¿Por qué a ellos sí y a mí no?
"Hasta que entré al santuario de Dios, entonces comprendí."
— Salmos 73:17
Las redes sociales inventaron un nuevo tipo de sufrimiento que las generaciones anteriores no conocían: ver en tiempo real la vida de todos los demás.
El ascenso que le dieron al compañero. La boda perfecta del amigo. El negocio que despegó. Los hijos sanos, el matrimonio estable, los viajes. Y tú, mirando esa pantalla, con tus propias luchas, tu propia espera, tu propio silencio, sintiéndote cada vez más pequeño.
Pero esta no es una enfermedad nueva. Solo tiene una pantalla nueva.
Asaf, uno de los grandes músicos y poetas del rey David, escribió el Salmo 73 hace más de tres mil años. Y lo que escribió podría haber sido un tuit de hoy: "Tuve envidia de los arrogantes al ver la prosperidad de los impíos." No lo escondió. No lo presentó como algo ya resuelto. Lo dijo con la honestidad brutal de alguien que realmente lo estaba sintiendo.
Asaf veía lo mismo que tú: gente que no buscaba a Dios viviendo sin aparente consecuencia. Sin problemas visibles. Sin el peso que él cargaba. Y llegó a una conclusión que duele admitir: "En vano he mantenido puro mi corazón. En vano me he lavado las manos en inocencia."
¿De qué sirve intentarlo si el resultado es el mismo?
Eso es lo que pensaba. Hasta que entró al santuario.
No buscó un argumento teológico. No leyó un libro de apologética. Simplemente fue a estar delante de Dios. Y en ese silencio, algo cambió en su perspectiva. Empezó a ver más lejos. A entender que estaba mirando una fotografía cuando la historia era una película. Que lo que veía en los demás era solo el capítulo que estaba abierto en ese momento, no el final.
Porque hay algo que la comparación nunca te muestra: lo que viene después. El costo de lo que parece gratuito. El vacío detrás de lo que parece pleno. Lo que se paga en privado por lo que se exhibe en público.
Y sobre todo, hay algo que la comparación te roba: la claridad sobre tu propio camino.
Dios no te creó para vivir la vida de otro. Cada persona tiene una historia específica, con temporadas específicas, con propósitos específicos. Lo que tarda en tu vida puede estar tardando exactamente porque lo que Dios quiere hacer en ti requiere ese proceso, esa espera, esa profundidad que solo se desarrolla en el tiempo difícil.
Compararte con otros no solo te hace sufrir innecesariamente. Te hace perder de vista lo que Dios está construyendo en ti mientras tú miras hacia otro lado.

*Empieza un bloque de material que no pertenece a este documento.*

//! Configuration for recovery negotiation.

use serde::{Deserialize, Serialize};
use std::time::Duration;

/// Recovery orchestrator settings, passed in at construction.
#[derive(Debug, Clone, PartialEq, Eq, Serialize, Deserialize)]
#[serde(default)]
pub struct RecoveryConfig {
    /// Agent endpoint; no endpoint means no agent is configured.
    pub endpoint: Option<String>,

    /// Bound on a single agent call in milliseconds.
    /// Default: 30000
    pub timeout_ms: u64,

    /// Negotiations allowed per failure episode beyond the first.
    /// Default: 1
    pub max_depth: u32,

    /// Step records sent as recent history.
    /// Default: 5
    pub history_window: usize,

    /// Longest corrective script accepted.
    /// Default: 10
    pub max_corrective_steps: usize,

    /// Reject corrective steps whose selectors rely on position only.
    /// Default: false
    pub strict_selectors: bool,
}

impl Default for RecoveryConfig {
    fn default() -> Self {
        Self {
            endpoint: None,
            timeout_ms: 30_000,
            max_depth: 1,
            history_window: 5,
            max_corrective_steps: 10,
            strict_selectors: false,
        }
    }
}

impl RecoveryConfig {
    pub fn new() -> Self {
        Self::default()
    }

    /// Create a config for tests: short timeout, no endpoint.
    pub fn minimal() -> Self {
        Self {
            timeout_ms: 1_000,
            ..Self::default()
        }
    }

    pub fn with_endpoint(mut self, endpoint: impl Into<String>) -> Self {
        self.endpoint = Some(endpoint.into());
        self
    }

    pub fn with_timeout_ms(mut self, timeout_ms: u64) -> Self {
        self.timeout_ms = timeout_ms;
        self
    }

    pub fn with_max_depth(mut self, max_depth: u32) -> Self {
        self.max_depth = max_depth;
        self
    }

    pub fn timeout(&self) -> Duration {
        Duration::from_millis(self.timeout_ms)
    }

    pub fn has_endpoint(&self) -> bool {
        self.endpoint
            .as_deref()
            .map(|endpoint| !endpoint.trim().is_empty())
            .unwrap_or(false)
    }
}

#[cfg(test)]
mod tests {
    use super::*;

    #[test]
    fn defaults() {
        let config = RecoveryConfig::default();
        assert_eq!(config.max_depth, 1);
        assert_eq!(config.timeout(), Duration::from_secs(30));
        assert!(!config.has_endpoint());
        assert!(!RecoveryConfig::new().with_endpoint("  ").has_endpoint());
    }

    #[test]
    fn partial_config_keeps_defaults() {
        let config: RecoveryConfig =
            serde_json::from_value(serde_json::json!({"max_depth": 2, "endpoint": "http://agent"}))
                .unwrap();
        assert_eq!(config.max_depth, 2);
        assert_eq!(config.history_window, 5);
        assert!(config.has_endpoint());
    }
}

La próxima vez que sientas esa pregunta — ¿por qué a ellos sí y a mí no? — no la aplastes. No la finjas. Llévala al santuario, al lugar donde puedes ser completamente honesto con Dios. Allí no recibirás una explicación. Recibirás algo mejor: perspectiva. Y con perspectiva, la comparación pierde su poder.
Tu historia no es inferior. Es tuya. Y todavía no terminó.